I use "SILVA_128_QIIME_release/rep_set/rep_set_18S_only/99/99_otus_18S.fasta" and "majority_taxonomy_7_levels.txt " to Train my classifier. First, I extract reference reads by my primer and ‘--p-trunc-len 200’ to get ref-seqs.qza. And then train the classifier and test the classifier as the steps of "Moving Picture tutorial". In the end, I got taxa-bar-plots of my library, I found the some samples in my library can not have a long annotation.(As the picture shown). It may be near kingdom?? I may have some problems in my process of the analysis. I need a help!

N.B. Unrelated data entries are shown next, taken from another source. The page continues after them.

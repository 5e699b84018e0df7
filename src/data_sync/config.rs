use super::rpc::{Commitment, GET_MULTIPLE_ACCOUNTS_CHUNK_SIZE};
use crate::utils::config_loader::{ConfigSectionLoader, ConfigSectionLoaderSync, LoadConfigError, load_from_file, load_from_file_sync};
use async_trait::async_trait;
use serde::{Deserialize, Serialize};
use std::time::Duration;
use strum_macros::{Display, EnumString};
use url::Url;

/// How individual accounts receive updates.
#[derive(Copy, Clone, Debug, Default, Display, PartialEq, Eq, EnumString, Serialize, Deserialize)]
#[strum(serialize_all = "lowercase")]
#[serde(rename_all = "lowercase")]
pub enum SubscriptionType {
    /// Server push through `accountSubscribe`.
    #[default]
    Websocket,
    /// Batched reads through a shared [`crate::BulkAccountLoader`].
    Polling,
}

/// Configuration for the account synchronization layer
#[derive(Debug, Clone, Serialize, Deserialize)]
#[serde(default)]
pub struct AccountSyncConfig {
    /// HTTP RPC URL used for batched and single account reads
    pub rpc_http_url: String,
    /// WebSocket RPC URL used for account push subscriptions
    pub rpc_wss_url: String,
    pub commitment: Commitment,
    pub subscription_type: SubscriptionType,
    /// Interval of the shared bulk loader in milliseconds
    pub polling_frequency_ms: u64,
    /// Maximum number of accounts in a single `getMultipleAccounts` call
    pub max_accounts_per_request: usize,
    /// Timeout for HTTP requests in seconds
    pub http_timeout_secs: u64,
    /// WebSocket connection timeout in seconds
    pub ws_connection_timeout_secs: u64,
    /// Maximum number of consecutive reconnection attempts per subscription
    pub max_reconnect_attempts: u32,
    /// Delay between reconnection attempts in seconds
    pub reconnect_delay_secs: u64,
    /// Buffer size of each account push channel
    pub update_channel_capacity: usize,
    /// Buffer size of each orchestrator's event channel
    pub event_channel_capacity: usize,
}

impl Default for AccountSyncConfig {
    fn default() -> Self {
        Self {
            rpc_http_url: "https://api.mainnet-beta.solana.com".to_string(),
            rpc_wss_url: "wss://api.mainnet-beta.solana.com".to_string(),
            commitment: Commitment::Confirmed,
            subscription_type: SubscriptionType::Websocket,
            polling_frequency_ms: 1000,
            max_accounts_per_request: GET_MULTIPLE_ACCOUNTS_CHUNK_SIZE,
            http_timeout_secs: 10,
            ws_connection_timeout_secs: 30,
            max_reconnect_attempts: 5,
            reconnect_delay_secs: 2,
            update_channel_capacity: 100,
            event_channel_capacity: 256,
        }
    }
}

fn parse_env<T: std::str::FromStr>(name: &str) -> eyre::Result<Option<T>>
where
    T::Err: std::fmt::Display,
{
    match std::env::var(name) {
        Ok(value) => value.parse().map(Some).map_err(|e| eyre::eyre!("Invalid {}: {}", name, e)),
        Err(_) => Ok(None),
    }
}

impl AccountSyncConfig {
    /// Load configuration from environment variables
    pub fn from_env() -> eyre::Result<Self> {
        let mut config = Self::default();

        if let Ok(rpc_http_url) = std::env::var("RPC_HTTP_URL") {
            Url::parse(&rpc_http_url).map_err(|e| eyre::eyre!("Invalid RPC_HTTP_URL: {}", e))?;
            config.rpc_http_url = rpc_http_url;
        }

        if let Ok(rpc_wss_url) = std::env::var("RPC_WSS_URL") {
            Url::parse(&rpc_wss_url).map_err(|e| eyre::eyre!("Invalid RPC_WSS_URL: {}", e))?;
            config.rpc_wss_url = rpc_wss_url;
        }

        if let Some(commitment) = parse_env("COMMITMENT")? {
            config.commitment = commitment;
        }
        if let Some(subscription_type) = parse_env("SUBSCRIPTION_TYPE")? {
            config.subscription_type = subscription_type;
        }
        if let Some(polling_frequency_ms) = parse_env("POLLING_FREQUENCY_MS")? {
            config.polling_frequency_ms = polling_frequency_ms;
        }
        if let Some(max_accounts) = parse_env("MAX_ACCOUNTS_PER_REQUEST")? {
            config.max_accounts_per_request = max_accounts;
        }
        if let Some(timeout) = parse_env("HTTP_TIMEOUT_SECS")? {
            config.http_timeout_secs = timeout;
        }
        if let Some(timeout) = parse_env("WS_CONNECTION_TIMEOUT_SECS")? {
            config.ws_connection_timeout_secs = timeout;
        }
        if let Some(attempts) = parse_env("MAX_RECONNECT_ATTEMPTS")? {
            config.max_reconnect_attempts = attempts;
        }
        if let Some(delay) = parse_env("RECONNECT_DELAY_SECS")? {
            config.reconnect_delay_secs = delay;
        }

        config.validate()?;
        Ok(config)
    }

    pub fn validate(&self) -> eyre::Result<()> {
        if self.polling_frequency_ms == 0 {
            return Err(eyre::eyre!("polling_frequency_ms must be greater than 0"));
        }
        if self.max_accounts_per_request == 0 {
            return Err(eyre::eyre!("max_accounts_per_request must be greater than 0"));
        }
        Ok(())
    }

    pub fn polling_frequency(&self) -> Duration {
        Duration::from_millis(self.polling_frequency_ms)
    }

    pub fn http_timeout(&self) -> Duration {
        Duration::from_secs(self.http_timeout_secs)
    }

    pub fn ws_connection_timeout(&self) -> Duration {
        Duration::from_secs(self.ws_connection_timeout_secs)
    }

    pub fn reconnect_delay(&self) -> Duration {
        Duration::from_secs(self.reconnect_delay_secs)
    }
}

#[derive(Clone, Deserialize, Debug)]
pub struct AccountSyncConfigRoot {
    pub account_sync: AccountSyncConfig,
}

#[async_trait]
impl ConfigSectionLoader for AccountSyncConfig {
    type SectionType = AccountSyncConfig;

    async fn load_section_from_file(file_name: String) -> Result<Self::SectionType, LoadConfigError> {
        let root: AccountSyncConfigRoot = load_from_file(file_name).await?;
        Ok(root.account_sync)
    }
}

impl ConfigSectionLoaderSync for AccountSyncConfig {
    type SectionType = AccountSyncConfig;

    fn load_section_from_file_sync(file_name: String) -> Result<Self::SectionType, LoadConfigError> {
        let root: AccountSyncConfigRoot = load_from_file_sync(file_name)?;
        Ok(root.account_sync)
    }
}

#[cfg(test)]
mod tests {
    use super::*;

    #[test]
    fn test_default_config() {
        let config = AccountSyncConfig::default();
        assert_eq!(config.max_accounts_per_request, 99);
        assert_eq!(config.commitment, Commitment::Confirmed);
        assert_eq!(config.subscription_type, SubscriptionType::Websocket);
        assert!(config.validate().is_ok());
    }

    #[test]
    fn test_durations() {
        let config = AccountSyncConfig::default();
        assert_eq!(config.polling_frequency(), Duration::from_millis(1000));
        assert_eq!(config.http_timeout(), Duration::from_secs(10));
        assert_eq!(config.ws_connection_timeout(), Duration::from_secs(30));
        assert_eq!(config.reconnect_delay(), Duration::from_secs(2));
    }

    #[test]
    fn test_parse_toml_section() {
        let raw = r#"
            [account_sync]
            rpc_http_url = "http://127.0.0.1:8899"
            subscription_type = "polling"
            commitment = "finalized"
            polling_frequency_ms = 400
        "#;
        let root: AccountSyncConfigRoot = toml::from_str(raw).unwrap();
        let config = root.account_sync;

        assert_eq!(config.rpc_http_url, "http://127.0.0.1:8899");
        assert_eq!(config.subscription_type, SubscriptionType::Polling);
        assert_eq!(config.commitment, Commitment::Finalized);
        assert_eq!(config.polling_frequency(), Duration::from_millis(400));
        // untouched fields keep their defaults
        assert_eq!(config.max_accounts_per_request, 99);
    }

    #[test]
    fn test_validate_rejects_zero_chunk() {
        let config = AccountSyncConfig { max_accounts_per_request: 0, ..AccountSyncConfig::default() };
        assert!(config.validate().is_err());
    }
}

When I see a mixture of shallow assignments (kingdom level) and deep assignments (species?) such as you are seeing, I begin to suspect the query sequences, rather than the database or classifier (which are usually at fault if all sequences are poorly classified).

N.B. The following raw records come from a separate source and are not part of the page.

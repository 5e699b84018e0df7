pub mod history;
pub mod market;
pub mod pubkey;
pub mod state;
pub mod user;

pub use history::{
    CurveHistoryAccount, CurveRecord, DepositDirection, DepositHistoryAccount, DepositRecord, FundingPaymentHistoryAccount,
    FundingPaymentRecord, FundingRateHistoryAccount, FundingRateRecord, LiquidationHistoryAccount, LiquidationRecord,
    PositionDirection, TradeHistoryAccount, TradeRecord,
};
pub use market::{Amm, MAX_MARKETS, Market, MarketsAccount, OracleSource};
pub use pubkey::{ParsePubkeyError, Pubkey};
pub use state::{FeeStructure, StateAccount};
pub use user::{MAX_POSITIONS, MarketPosition, UserAccount, UserPositionsAccount};

use serde::{Deserialize, Serialize};
use strum_macros::{Display, EnumIter, EnumString, IntoStaticStr};

/// Every record type this crate knows how to decode and subscribe to.
#[derive(Copy, Clone, Debug, Display, PartialEq, Eq, Hash, EnumString, EnumIter, IntoStaticStr, Serialize, Deserialize)]
#[strum(serialize_all = "camelCase")]
#[serde(rename_all = "camelCase")]
pub enum AccountKind {
    State,
    Markets,
    TradeHistory,
    DepositHistory,
    FundingPaymentHistory,
    FundingRateHistory,
    CurveHistory,
    LiquidationHistory,
    User,
    UserPositions,
}

impl AccountKind {
    /// Account name as declared by the on-chain program, used for the discriminator.
    pub fn account_name(&self) -> &'static str {
        match self {
            AccountKind::State => "State",
            AccountKind::Markets => "Markets",
            AccountKind::TradeHistory => "TradeHistory",
            AccountKind::DepositHistory => "DepositHistory",
            AccountKind::FundingPaymentHistory => "FundingPaymentHistory",
            AccountKind::FundingRateHistory => "FundingRateHistory",
            AccountKind::CurveHistory => "CurveHistory",
            AccountKind::LiquidationHistory => "LiquidationHistory",
            AccountKind::User => "User",
            AccountKind::UserPositions => "UserPositions",
        }
    }
}

#[cfg(test)]
mod tests {
    use super::*;
    use std::str::FromStr;
    use strum::IntoEnumIterator;

    #[test]
    fn test_account_kind_names() {
        assert_eq!(AccountKind::FundingRateHistory.to_string(), "fundingRateHistory");
        assert_eq!(AccountKind::from_str("userPositions").unwrap(), AccountKind::UserPositions);
        assert_eq!(AccountKind::iter().count(), 10);
    }
}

I recommend looking at the unassigned query sequences:
- what is the length? if these are particularly short, that’s a very clear reason for why they are receiving very shallow classifications.
- try using NCBI blast to classify a handful of these unassigned sequences and see what their closest match is (make sure to exclude uncultured sequences).

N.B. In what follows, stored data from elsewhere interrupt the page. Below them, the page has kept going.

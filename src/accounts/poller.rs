use super::error::SubscriberError;
use super::subscriber::{AccountSubscriber, DataAndSlot, OnAccountUpdate, OnSubscriberError};
use crate::coder::ProgramAccount;
use crate::types::{AccountKind, Pubkey};
use async_trait::async_trait;
use parking_lot::Mutex;
use std::sync::Arc;
use std::time::Duration;
use tokio::sync::mpsc;
use tokio::task::JoinHandle;
use tokio::time::MissedTickBehavior;
use tracing::{debug, warn};

/// Called with the record kind after every successful timed fetch.
pub type OnFetch = Arc<dyn Fn(AccountKind) + Send + Sync>;

struct PollingTask {
    shutdown_tx: mpsc::Sender<()>,
    _task: JoinHandle<()>,
}

/// Adds an independent fetch timer to any [`AccountSubscriber`].
///
/// The timer only forces `fetch` on the wrapped subscriber; it does not
/// touch the shared loader cadence.
pub struct AccountPoller<T: ProgramAccount> {
    inner: Arc<dyn AccountSubscriber<T>>,
    polling_rate: Mutex<Duration>,
    polling: Mutex<Option<PollingTask>>,
}

impl<T: ProgramAccount> AccountPoller<T> {
    pub fn new(inner: Arc<dyn AccountSubscriber<T>>, polling_rate: Duration) -> Self {
        Self { inner, polling_rate: Mutex::new(polling_rate), polling: Mutex::new(None) }
    }

    pub fn kind(&self) -> AccountKind {
        T::KIND
    }

    pub fn polling_rate(&self) -> Duration {
        *self.polling_rate.lock()
    }

    /// Takes effect on the next [`AccountPoller::start_polling`].
    pub fn set_polling_rate(&self, polling_rate: Duration) {
        *self.polling_rate.lock() = polling_rate;
    }

    pub fn is_polling(&self) -> bool {
        self.polling.lock().is_some()
    }

    pub fn start_polling(&self, on_fetch: OnFetch) -> Result<(), SubscriberError> {
        if !self.inner.is_subscribed() {
            return Err(SubscriberError::NotSubscribed);
        }

        let mut polling = self.polling.lock();
        if polling.is_some() {
            return Err(SubscriberError::AlreadyPolling(T::KIND));
        }

        let period = self.polling_rate();
        let subscriber = Arc::downgrade(&self.inner);
        let (shutdown_tx, mut shutdown_rx) = mpsc::channel::<()>(1);

        let task = tokio::spawn(async move {
            let mut interval = tokio::time::interval_at(tokio::time::Instant::now() + period, period);
            interval.set_missed_tick_behavior(MissedTickBehavior::Delay);

            loop {
                tokio::select! {
                    _ = interval.tick() => {
                        let Some(subscriber) = subscriber.upgrade() else {
                            break;
                        };
                        match subscriber.fetch().await {
                            Ok(()) => on_fetch(T::KIND),
                            Err(e) => warn!("Timed fetch of {} account {} failed: {}", T::KIND, subscriber.key(), e),
                        }
                    }
                    _ = shutdown_rx.recv() => break,
                }
            }
        });

        debug!("Polling {} account {} every {:?}", T::KIND, self.inner.key(), period);
        *polling = Some(PollingTask { shutdown_tx, _task: task });
        Ok(())
    }

    pub fn stop_polling(&self) -> Result<(), SubscriberError> {
        let Some(polling) = self.polling.lock().take() else {
            return Err(SubscriberError::NotPolling(T::KIND));
        };
        let _ = polling.shutdown_tx.try_send(());
        debug!("Stopped polling {} account {}", T::KIND, self.inner.key());
        Ok(())
    }
}

#[async_trait]
impl<T: ProgramAccount> AccountSubscriber<T> for AccountPoller<T> {
    fn key(&self) -> Pubkey {
        self.inner.key()
    }

    async fn subscribe(&self, on_change: OnAccountUpdate<T>) -> Result<(), SubscriberError> {
        self.inner.subscribe(on_change).await
    }

    async fn fetch(&self) -> Result<(), SubscriberError> {
        self.inner.fetch().await
    }

    /// Stops the timer before unsubscribing the wrapped subscriber.
    async fn unsubscribe(&self) {
        let _ = self.stop_polling();
        self.inner.unsubscribe().await;
    }

    fn is_subscribed(&self) -> bool {
        self.inner.is_subscribed()
    }

    fn set_error_callback(&self, on_error: OnSubscriberError) {
        self.inner.set_error_callback(on_error)
    }

    fn apply_latest(&self) -> Result<(), SubscriberError> {
        self.inner.apply_latest()
    }

    fn data_and_slot(&self) -> Option<DataAndSlot<T>> {
        self.inner.data_and_slot()
    }
}

/// Type-erased view of an [`AccountPoller`], for orchestrators that manage
/// records of different types uniformly.
#[async_trait]
pub trait ManagedAccount: Send + Sync {
    fn kind(&self) -> AccountKind;

    fn key(&self) -> Pubkey;

    async fn fetch(&self) -> Result<(), SubscriberError>;

    /// See [`AccountSubscriber::apply_latest`].
    fn apply_latest(&self) -> Result<(), SubscriberError>;

    async fn unsubscribe(&self);

    fn start_polling(&self, on_fetch: OnFetch) -> Result<(), SubscriberError>;

    fn stop_polling(&self) -> Result<(), SubscriberError>;

    fn set_polling_rate(&self, polling_rate: Duration);
}

#[async_trait]
impl<T: ProgramAccount> ManagedAccount for AccountPoller<T> {
    fn kind(&self) -> AccountKind {
        T::KIND
    }

    fn key(&self) -> Pubkey {
        self.inner.key()
    }

    async fn fetch(&self) -> Result<(), SubscriberError> {
        self.inner.fetch().await
    }

    fn apply_latest(&self) -> Result<(), SubscriberError> {
        self.inner.apply_latest()
    }

    async fn unsubscribe(&self) {
        AccountSubscriber::unsubscribe(self).await
    }

    fn start_polling(&self, on_fetch: OnFetch) -> Result<(), SubscriberError> {
        AccountPoller::start_polling(self, on_fetch)
    }

    fn stop_polling(&self) -> Result<(), SubscriberError> {
        AccountPoller::stop_polling(self)
    }

    fn set_polling_rate(&self, polling_rate: Duration) {
        AccountPoller::set_polling_rate(self, polling_rate)
    }
}

#[cfg(test)]
mod tests {
    use super::*;
    use crate::accounts::PollingAccountSubscriber;
    use crate::coder::AnchorAccountCoder;
    use crate::data_sync::{BulkAccountLoader, Commitment, MockAccountReader};
    use crate::types::UserAccount;
    use std::sync::atomic::{AtomicUsize, Ordering};

    fn poller(reader: &Arc<MockAccountReader>, key: Pubkey) -> AccountPoller<UserAccount> {
        let loader = BulkAccountLoader::new(reader.clone(), Commitment::Confirmed, Duration::from_secs(60));
        AccountPoller::new(Arc::new(PollingAccountSubscriber::new(key, loader, Arc::new(AnchorAccountCoder))), Duration::from_millis(100))
    }

    fn on_fetch() -> (OnFetch, Arc<AtomicUsize>) {
        let count = Arc::new(AtomicUsize::new(0));
        let inner = count.clone();
        let on_fetch: OnFetch = Arc::new(move |kind: AccountKind| {
            assert_eq!(kind, AccountKind::User);
            inner.fetch_add(1, Ordering::SeqCst);
        });
        (on_fetch, count)
    }

    #[tokio::test]
    async fn test_polling_requires_subscription() {
        let reader = Arc::new(MockAccountReader::new());
        let poller = poller(&reader, Pubkey::new_unique());
        let (callback, _) = on_fetch();
        assert!(matches!(poller.start_polling(callback), Err(SubscriberError::NotSubscribed)));
        assert!(matches!(poller.stop_polling(), Err(SubscriberError::NotPolling(AccountKind::User))));
    }

    #[tokio::test(start_paused = true)]
    async fn test_timer_fetches_and_reports() {
        let reader = Arc::new(MockAccountReader::new());
        let key = Pubkey::new_unique();
        reader.set_account(key, &UserAccount::default());
        let poller = poller(&reader, key);
        poller.subscribe(Arc::new(|_: Arc<UserAccount>| {})).await.unwrap();
        assert_eq!(reader.request_count(), 1);

        let (callback, count) = on_fetch();
        poller.start_polling(callback.clone()).unwrap();
        assert!(matches!(poller.start_polling(callback), Err(SubscriberError::AlreadyPolling(AccountKind::User))));

        tokio::time::sleep(Duration::from_millis(350)).await;
        assert_eq!(count.load(Ordering::SeqCst), 3);
        assert_eq!(reader.request_count(), 4);

        poller.stop_polling().unwrap();
        tokio::time::sleep(Duration::from_millis(500)).await;
        assert_eq!(count.load(Ordering::SeqCst), 3);
    }

    #[tokio::test(start_paused = true)]
    async fn test_rate_change_applies_on_restart() {
        let reader = Arc::new(MockAccountReader::new());
        let key = Pubkey::new_unique();
        reader.set_account(key, &UserAccount::default());
        let poller = poller(&reader, key);
        poller.subscribe(Arc::new(|_: Arc<UserAccount>| {})).await.unwrap();

        let (callback, count) = on_fetch();
        poller.set_polling_rate(Duration::from_millis(500));
        poller.start_polling(callback).unwrap();
        tokio::time::sleep(Duration::from_millis(450)).await;
        assert_eq!(count.load(Ordering::SeqCst), 0);
        tokio::time::sleep(Duration::from_millis(100)).await;
        assert_eq!(count.load(Ordering::SeqCst), 1);
    }

    #[tokio::test(start_paused = true)]
    async fn test_unsubscribe_stops_timer() {
        let reader = Arc::new(MockAccountReader::new());
        let key = Pubkey::new_unique();
        reader.set_account(key, &UserAccount::default());
        let poller = poller(&reader, key);
        poller.subscribe(Arc::new(|_: Arc<UserAccount>| {})).await.unwrap();
        let (callback, count) = on_fetch();
        poller.start_polling(callback).unwrap();

        AccountSubscriber::unsubscribe(&poller).await;
        assert!(!poller.is_polling());
        assert!(!poller.is_subscribed());
        tokio::time::sleep(Duration::from_millis(500)).await;
        assert_eq!(count.load(Ordering::SeqCst), 0);
    }
}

If these are in fact 18S sequences that receive good hits with NCBI blast and are of adequate length, then perhaps we should examine the classifier that you trained and the steps you used to train it. But I’d start there.
I hope that helps!
how can I find the length of the unassigned query sequences? or what can I do to pick out the unassigned query sequences?
qiime metadata tabulate to merge feature metadata artifacts, e.g., your representative sequences artifact and taxonomy artifact. You can then open this visualization with
qiime tools view and sort by taxonomy.
This topic was automatically closed 31 days after the last reply. New replies are no longer allowed.